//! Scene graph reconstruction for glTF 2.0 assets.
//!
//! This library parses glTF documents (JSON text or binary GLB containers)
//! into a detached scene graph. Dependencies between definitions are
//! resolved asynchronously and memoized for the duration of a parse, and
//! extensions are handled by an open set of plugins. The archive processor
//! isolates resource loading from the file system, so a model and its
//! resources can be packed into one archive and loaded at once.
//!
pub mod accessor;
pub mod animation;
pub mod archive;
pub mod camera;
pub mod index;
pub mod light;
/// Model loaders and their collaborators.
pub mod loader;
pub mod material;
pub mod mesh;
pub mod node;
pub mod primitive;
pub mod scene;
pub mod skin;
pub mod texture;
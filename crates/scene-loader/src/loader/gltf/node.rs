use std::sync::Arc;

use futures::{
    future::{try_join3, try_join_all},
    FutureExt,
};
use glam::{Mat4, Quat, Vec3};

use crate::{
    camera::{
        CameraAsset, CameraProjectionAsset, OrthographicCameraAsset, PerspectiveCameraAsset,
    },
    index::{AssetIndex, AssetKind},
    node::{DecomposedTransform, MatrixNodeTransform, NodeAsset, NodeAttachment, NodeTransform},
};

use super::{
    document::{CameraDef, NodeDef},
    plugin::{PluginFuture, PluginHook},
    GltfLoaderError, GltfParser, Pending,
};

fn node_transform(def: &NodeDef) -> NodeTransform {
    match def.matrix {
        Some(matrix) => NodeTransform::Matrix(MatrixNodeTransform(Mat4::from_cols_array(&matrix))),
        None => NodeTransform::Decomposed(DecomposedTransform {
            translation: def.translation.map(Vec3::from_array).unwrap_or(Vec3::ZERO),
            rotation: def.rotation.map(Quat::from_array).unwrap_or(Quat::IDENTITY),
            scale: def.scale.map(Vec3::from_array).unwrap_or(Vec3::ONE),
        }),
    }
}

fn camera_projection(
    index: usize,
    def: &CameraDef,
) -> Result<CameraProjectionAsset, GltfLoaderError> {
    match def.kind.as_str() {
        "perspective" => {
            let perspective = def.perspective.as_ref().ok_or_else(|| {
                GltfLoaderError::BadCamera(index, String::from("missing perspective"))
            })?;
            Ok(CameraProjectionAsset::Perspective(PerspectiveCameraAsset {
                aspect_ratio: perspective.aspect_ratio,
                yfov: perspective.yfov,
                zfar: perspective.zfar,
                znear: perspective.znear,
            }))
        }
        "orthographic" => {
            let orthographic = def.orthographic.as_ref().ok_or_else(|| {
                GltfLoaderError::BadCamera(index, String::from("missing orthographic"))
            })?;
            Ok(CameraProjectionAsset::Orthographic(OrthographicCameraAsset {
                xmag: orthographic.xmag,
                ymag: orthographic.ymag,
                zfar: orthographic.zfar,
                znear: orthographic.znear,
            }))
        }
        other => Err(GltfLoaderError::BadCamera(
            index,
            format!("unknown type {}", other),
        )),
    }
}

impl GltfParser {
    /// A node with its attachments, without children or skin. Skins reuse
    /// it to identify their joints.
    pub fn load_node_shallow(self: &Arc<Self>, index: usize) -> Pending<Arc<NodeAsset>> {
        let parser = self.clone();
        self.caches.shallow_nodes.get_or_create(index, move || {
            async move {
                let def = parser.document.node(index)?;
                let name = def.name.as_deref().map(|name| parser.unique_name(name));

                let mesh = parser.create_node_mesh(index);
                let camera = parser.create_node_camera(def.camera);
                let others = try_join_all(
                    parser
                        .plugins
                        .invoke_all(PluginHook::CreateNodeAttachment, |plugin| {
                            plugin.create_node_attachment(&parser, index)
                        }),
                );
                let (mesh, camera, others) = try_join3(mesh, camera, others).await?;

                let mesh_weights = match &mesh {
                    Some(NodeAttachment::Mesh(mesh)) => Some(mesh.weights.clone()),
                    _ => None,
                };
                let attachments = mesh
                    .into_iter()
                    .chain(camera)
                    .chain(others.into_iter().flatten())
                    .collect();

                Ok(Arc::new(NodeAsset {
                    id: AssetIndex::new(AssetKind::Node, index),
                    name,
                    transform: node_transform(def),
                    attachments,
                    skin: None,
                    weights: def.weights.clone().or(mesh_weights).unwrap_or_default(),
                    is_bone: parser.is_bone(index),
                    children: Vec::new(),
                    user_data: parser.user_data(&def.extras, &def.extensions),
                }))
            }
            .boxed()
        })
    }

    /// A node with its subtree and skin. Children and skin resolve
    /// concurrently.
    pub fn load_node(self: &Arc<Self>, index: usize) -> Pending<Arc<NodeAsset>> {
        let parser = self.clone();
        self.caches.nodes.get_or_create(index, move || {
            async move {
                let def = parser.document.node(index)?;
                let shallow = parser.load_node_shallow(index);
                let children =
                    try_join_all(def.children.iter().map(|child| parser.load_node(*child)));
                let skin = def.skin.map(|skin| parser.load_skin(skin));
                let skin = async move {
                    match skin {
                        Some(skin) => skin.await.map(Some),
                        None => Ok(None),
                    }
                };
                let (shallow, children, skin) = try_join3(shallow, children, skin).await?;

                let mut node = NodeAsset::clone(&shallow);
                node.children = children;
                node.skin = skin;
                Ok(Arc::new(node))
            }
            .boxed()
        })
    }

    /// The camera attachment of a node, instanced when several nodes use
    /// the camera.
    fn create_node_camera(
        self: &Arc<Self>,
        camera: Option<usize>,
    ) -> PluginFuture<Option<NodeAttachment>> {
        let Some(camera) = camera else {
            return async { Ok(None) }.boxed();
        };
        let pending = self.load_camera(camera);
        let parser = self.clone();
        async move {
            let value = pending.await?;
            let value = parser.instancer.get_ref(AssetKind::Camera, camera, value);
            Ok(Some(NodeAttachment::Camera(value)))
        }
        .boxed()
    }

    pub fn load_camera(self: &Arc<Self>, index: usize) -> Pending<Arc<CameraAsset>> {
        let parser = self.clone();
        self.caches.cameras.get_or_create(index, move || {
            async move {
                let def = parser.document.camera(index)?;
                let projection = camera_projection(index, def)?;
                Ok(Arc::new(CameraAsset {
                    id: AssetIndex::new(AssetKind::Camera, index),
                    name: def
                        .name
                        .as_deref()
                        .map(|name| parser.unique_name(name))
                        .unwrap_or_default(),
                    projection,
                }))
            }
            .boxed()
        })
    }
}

◆ ◆ ◆ ◆ ◆

* **Problem**
If a line of the entries above holds the word "GltfParser", count it; report only how many such lines there are.

* **Completed exercise**
2